BEGIN Data in this exercise

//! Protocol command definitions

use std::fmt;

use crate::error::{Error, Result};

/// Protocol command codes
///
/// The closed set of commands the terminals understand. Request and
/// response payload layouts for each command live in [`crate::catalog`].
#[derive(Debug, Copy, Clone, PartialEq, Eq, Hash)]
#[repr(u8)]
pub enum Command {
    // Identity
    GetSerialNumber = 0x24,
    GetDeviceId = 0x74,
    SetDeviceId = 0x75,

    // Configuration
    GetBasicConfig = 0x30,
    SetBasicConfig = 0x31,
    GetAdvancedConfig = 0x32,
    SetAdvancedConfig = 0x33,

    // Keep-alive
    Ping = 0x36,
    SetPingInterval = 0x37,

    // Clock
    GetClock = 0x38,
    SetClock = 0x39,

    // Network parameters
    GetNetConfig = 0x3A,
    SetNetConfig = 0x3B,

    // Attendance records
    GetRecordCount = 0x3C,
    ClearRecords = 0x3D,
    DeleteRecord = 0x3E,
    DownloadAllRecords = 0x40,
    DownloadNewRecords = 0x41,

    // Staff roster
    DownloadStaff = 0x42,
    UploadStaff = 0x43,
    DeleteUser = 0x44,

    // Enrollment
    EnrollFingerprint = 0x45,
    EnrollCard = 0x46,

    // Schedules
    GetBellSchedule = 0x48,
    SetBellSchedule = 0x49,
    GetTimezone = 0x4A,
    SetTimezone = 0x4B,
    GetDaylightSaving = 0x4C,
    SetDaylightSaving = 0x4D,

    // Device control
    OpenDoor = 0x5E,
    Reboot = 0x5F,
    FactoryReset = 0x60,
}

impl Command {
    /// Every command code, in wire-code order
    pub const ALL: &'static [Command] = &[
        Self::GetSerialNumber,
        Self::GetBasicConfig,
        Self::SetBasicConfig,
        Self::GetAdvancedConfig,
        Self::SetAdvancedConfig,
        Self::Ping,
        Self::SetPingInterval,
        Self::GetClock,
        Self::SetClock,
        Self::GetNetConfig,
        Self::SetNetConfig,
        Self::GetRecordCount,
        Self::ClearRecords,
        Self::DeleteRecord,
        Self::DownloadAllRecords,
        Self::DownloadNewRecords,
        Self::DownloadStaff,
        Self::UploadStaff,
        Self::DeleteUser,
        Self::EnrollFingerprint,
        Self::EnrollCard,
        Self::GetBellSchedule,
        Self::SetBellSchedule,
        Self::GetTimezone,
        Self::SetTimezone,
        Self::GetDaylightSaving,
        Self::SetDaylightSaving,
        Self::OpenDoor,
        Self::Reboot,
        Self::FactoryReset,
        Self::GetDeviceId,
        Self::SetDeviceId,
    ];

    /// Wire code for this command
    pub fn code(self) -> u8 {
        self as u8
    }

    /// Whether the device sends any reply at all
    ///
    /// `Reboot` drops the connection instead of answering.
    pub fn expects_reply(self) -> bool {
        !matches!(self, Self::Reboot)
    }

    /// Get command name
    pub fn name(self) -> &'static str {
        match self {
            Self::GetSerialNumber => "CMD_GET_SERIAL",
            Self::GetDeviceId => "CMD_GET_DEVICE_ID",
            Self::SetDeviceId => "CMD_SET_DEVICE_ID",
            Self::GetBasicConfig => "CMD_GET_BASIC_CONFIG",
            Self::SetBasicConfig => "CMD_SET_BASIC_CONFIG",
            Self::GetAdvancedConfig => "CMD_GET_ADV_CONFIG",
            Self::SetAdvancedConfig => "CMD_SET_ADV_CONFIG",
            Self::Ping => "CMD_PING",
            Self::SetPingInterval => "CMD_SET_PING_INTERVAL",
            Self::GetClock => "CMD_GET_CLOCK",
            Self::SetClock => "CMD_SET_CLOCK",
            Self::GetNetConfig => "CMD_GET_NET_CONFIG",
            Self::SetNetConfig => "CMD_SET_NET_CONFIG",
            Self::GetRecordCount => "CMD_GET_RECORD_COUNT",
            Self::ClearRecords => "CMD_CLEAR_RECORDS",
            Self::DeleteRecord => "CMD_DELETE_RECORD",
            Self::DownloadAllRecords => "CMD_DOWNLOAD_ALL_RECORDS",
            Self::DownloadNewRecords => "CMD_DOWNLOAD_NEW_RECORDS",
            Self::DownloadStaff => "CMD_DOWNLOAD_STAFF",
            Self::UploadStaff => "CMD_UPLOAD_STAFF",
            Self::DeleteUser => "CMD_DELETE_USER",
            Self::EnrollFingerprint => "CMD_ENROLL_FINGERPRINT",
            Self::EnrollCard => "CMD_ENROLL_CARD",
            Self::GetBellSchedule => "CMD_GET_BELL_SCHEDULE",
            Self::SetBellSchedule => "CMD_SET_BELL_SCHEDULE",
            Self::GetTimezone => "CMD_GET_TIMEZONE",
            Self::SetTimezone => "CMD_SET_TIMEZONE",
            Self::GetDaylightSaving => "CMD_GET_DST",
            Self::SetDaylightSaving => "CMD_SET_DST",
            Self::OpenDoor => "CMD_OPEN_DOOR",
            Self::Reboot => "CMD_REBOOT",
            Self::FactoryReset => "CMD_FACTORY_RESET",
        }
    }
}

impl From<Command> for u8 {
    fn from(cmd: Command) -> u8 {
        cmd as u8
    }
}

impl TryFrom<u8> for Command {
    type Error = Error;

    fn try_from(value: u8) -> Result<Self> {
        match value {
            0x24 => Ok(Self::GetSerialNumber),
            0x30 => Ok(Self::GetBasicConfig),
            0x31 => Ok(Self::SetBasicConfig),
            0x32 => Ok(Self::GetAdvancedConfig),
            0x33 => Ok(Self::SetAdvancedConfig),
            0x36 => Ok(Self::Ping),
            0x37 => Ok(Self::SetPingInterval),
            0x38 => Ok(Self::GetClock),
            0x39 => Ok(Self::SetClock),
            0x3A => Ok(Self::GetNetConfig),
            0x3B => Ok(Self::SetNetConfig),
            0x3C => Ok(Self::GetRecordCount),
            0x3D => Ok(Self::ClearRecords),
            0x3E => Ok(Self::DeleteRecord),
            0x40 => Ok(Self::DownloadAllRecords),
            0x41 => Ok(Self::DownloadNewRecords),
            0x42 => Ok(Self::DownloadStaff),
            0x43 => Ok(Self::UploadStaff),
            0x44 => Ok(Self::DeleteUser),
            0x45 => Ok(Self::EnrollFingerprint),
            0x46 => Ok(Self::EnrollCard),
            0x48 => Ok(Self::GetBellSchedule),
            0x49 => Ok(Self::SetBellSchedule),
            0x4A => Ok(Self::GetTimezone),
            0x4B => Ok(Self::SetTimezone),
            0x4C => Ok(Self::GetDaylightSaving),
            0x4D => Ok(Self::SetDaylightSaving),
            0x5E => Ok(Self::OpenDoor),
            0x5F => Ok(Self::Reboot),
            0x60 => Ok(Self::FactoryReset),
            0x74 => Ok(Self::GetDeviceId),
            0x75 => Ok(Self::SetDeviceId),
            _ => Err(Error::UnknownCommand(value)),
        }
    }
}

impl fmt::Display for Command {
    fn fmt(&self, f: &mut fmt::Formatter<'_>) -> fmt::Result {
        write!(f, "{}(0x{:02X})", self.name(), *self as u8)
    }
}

END Data in this exercise
BEGIN Data in this exercise

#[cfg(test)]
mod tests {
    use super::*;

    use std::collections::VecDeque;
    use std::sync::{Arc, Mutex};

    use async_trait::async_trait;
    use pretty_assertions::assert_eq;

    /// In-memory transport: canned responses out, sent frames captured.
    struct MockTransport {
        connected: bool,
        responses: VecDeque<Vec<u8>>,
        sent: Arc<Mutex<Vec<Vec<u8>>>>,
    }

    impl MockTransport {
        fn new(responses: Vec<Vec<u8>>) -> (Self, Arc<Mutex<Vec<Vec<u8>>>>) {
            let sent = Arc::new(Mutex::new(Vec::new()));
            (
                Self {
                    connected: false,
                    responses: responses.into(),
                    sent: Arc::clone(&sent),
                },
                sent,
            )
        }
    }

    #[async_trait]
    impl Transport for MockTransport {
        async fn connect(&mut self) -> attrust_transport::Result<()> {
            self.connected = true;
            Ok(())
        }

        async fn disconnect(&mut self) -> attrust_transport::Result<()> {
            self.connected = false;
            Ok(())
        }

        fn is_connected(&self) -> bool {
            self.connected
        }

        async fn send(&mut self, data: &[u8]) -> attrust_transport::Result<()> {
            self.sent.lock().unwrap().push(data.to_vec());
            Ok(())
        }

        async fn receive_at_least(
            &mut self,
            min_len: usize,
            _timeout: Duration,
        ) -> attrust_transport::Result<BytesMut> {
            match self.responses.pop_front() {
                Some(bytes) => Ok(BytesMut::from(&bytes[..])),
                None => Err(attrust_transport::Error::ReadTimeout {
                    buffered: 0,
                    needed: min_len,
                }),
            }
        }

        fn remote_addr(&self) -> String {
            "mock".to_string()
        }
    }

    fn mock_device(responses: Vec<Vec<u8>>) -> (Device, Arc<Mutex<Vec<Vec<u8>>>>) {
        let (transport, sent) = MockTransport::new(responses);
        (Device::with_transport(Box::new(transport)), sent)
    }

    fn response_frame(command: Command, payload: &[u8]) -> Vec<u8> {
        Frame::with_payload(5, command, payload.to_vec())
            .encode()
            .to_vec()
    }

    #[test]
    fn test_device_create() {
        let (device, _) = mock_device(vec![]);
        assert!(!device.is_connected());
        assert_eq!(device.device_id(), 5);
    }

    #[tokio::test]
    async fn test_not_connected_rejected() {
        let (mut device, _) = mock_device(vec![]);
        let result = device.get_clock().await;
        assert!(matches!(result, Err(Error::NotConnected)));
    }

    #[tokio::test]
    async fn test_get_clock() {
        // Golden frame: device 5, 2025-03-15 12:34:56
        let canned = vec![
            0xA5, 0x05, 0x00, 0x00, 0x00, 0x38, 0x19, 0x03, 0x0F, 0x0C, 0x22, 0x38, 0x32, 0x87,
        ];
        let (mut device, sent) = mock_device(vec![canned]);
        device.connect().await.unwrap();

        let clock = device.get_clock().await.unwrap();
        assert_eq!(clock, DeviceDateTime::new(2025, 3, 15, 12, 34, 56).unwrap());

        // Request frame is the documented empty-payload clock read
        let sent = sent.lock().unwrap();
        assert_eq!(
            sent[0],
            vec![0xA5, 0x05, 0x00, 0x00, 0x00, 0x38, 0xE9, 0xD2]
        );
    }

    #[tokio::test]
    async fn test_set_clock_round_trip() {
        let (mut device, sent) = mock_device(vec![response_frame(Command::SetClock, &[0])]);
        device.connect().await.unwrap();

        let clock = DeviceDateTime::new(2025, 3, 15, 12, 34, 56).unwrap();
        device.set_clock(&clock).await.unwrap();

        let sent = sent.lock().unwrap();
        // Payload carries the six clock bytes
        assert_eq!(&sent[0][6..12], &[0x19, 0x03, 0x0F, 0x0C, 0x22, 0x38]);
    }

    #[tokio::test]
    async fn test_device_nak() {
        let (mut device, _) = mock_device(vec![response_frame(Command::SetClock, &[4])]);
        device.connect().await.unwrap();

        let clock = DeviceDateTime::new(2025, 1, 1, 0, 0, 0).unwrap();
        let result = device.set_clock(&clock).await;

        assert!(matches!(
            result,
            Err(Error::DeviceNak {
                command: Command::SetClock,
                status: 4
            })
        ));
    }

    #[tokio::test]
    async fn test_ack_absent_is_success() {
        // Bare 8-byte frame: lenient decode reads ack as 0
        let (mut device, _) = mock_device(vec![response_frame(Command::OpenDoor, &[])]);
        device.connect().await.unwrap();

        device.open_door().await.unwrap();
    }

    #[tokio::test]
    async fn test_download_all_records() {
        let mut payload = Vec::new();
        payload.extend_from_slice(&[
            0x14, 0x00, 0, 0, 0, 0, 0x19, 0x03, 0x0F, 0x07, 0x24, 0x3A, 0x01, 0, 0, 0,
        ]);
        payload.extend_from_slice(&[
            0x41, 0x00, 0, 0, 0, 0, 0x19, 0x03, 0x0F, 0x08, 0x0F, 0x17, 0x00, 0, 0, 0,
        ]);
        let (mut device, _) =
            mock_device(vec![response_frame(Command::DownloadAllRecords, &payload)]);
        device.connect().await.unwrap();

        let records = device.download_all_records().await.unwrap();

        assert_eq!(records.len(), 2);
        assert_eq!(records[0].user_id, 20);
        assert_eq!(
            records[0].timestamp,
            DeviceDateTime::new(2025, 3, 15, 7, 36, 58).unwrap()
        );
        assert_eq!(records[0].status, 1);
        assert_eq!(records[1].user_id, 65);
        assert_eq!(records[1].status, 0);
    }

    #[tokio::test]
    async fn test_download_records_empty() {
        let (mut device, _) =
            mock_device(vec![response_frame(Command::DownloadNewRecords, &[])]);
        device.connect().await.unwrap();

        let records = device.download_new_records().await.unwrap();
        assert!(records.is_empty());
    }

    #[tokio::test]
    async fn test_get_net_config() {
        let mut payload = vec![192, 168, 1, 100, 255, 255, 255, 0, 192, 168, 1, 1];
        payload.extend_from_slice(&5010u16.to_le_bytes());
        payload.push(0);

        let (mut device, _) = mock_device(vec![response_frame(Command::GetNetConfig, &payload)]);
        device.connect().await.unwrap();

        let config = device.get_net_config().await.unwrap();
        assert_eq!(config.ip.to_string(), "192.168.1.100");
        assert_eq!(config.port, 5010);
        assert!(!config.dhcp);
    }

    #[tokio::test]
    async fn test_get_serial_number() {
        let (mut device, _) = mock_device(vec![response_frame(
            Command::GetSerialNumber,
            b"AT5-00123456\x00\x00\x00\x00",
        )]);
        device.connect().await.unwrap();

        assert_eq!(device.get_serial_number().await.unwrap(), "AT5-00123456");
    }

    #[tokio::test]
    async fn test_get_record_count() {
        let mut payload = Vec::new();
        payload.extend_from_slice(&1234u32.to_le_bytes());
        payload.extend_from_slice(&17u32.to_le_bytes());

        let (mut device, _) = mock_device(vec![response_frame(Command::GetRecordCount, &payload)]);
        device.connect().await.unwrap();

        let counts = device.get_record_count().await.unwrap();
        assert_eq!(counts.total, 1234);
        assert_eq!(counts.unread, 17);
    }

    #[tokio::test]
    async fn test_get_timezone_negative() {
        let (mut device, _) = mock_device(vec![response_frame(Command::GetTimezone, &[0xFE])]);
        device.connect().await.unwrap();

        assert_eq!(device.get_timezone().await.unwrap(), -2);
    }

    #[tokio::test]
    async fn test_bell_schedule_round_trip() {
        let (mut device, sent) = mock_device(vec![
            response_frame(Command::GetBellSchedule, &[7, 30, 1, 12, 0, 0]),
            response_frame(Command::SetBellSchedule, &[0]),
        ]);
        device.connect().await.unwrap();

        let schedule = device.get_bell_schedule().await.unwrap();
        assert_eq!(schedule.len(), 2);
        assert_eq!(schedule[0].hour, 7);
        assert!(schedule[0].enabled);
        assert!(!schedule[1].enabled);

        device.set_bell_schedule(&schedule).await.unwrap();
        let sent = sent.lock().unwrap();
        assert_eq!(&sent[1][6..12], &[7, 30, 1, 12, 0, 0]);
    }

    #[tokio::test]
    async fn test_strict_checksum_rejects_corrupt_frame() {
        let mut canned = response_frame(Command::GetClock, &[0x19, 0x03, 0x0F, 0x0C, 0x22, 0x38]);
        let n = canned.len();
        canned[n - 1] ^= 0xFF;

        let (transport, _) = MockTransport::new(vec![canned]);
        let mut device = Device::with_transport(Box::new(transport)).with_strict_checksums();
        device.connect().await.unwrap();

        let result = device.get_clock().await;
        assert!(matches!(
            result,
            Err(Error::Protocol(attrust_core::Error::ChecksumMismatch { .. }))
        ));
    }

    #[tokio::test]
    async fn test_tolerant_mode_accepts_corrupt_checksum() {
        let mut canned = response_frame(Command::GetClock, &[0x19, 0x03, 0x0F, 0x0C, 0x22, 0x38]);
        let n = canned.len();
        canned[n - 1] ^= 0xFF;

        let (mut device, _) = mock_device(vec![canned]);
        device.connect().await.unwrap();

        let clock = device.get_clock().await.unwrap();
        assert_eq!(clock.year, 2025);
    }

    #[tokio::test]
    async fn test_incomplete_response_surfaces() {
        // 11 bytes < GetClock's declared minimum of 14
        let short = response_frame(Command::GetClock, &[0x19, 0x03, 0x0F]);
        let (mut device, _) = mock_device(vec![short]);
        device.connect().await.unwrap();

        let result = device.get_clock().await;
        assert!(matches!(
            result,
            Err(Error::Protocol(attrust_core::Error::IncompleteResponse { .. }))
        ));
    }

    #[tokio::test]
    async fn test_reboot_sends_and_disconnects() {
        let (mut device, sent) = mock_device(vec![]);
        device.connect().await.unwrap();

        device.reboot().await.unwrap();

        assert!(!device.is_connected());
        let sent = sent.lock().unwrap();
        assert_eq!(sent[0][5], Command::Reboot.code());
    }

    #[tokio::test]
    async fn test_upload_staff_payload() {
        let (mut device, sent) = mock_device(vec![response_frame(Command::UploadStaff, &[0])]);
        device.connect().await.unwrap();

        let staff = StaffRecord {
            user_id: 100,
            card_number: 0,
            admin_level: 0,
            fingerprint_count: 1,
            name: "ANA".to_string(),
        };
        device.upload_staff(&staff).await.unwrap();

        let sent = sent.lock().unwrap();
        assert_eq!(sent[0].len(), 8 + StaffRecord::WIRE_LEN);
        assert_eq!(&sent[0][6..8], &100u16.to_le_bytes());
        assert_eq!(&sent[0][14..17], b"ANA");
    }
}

END Data in this exercise

* **About this task**:
Return only the number of lines in the material with the word "Request" in them.

* **Finished task**:
2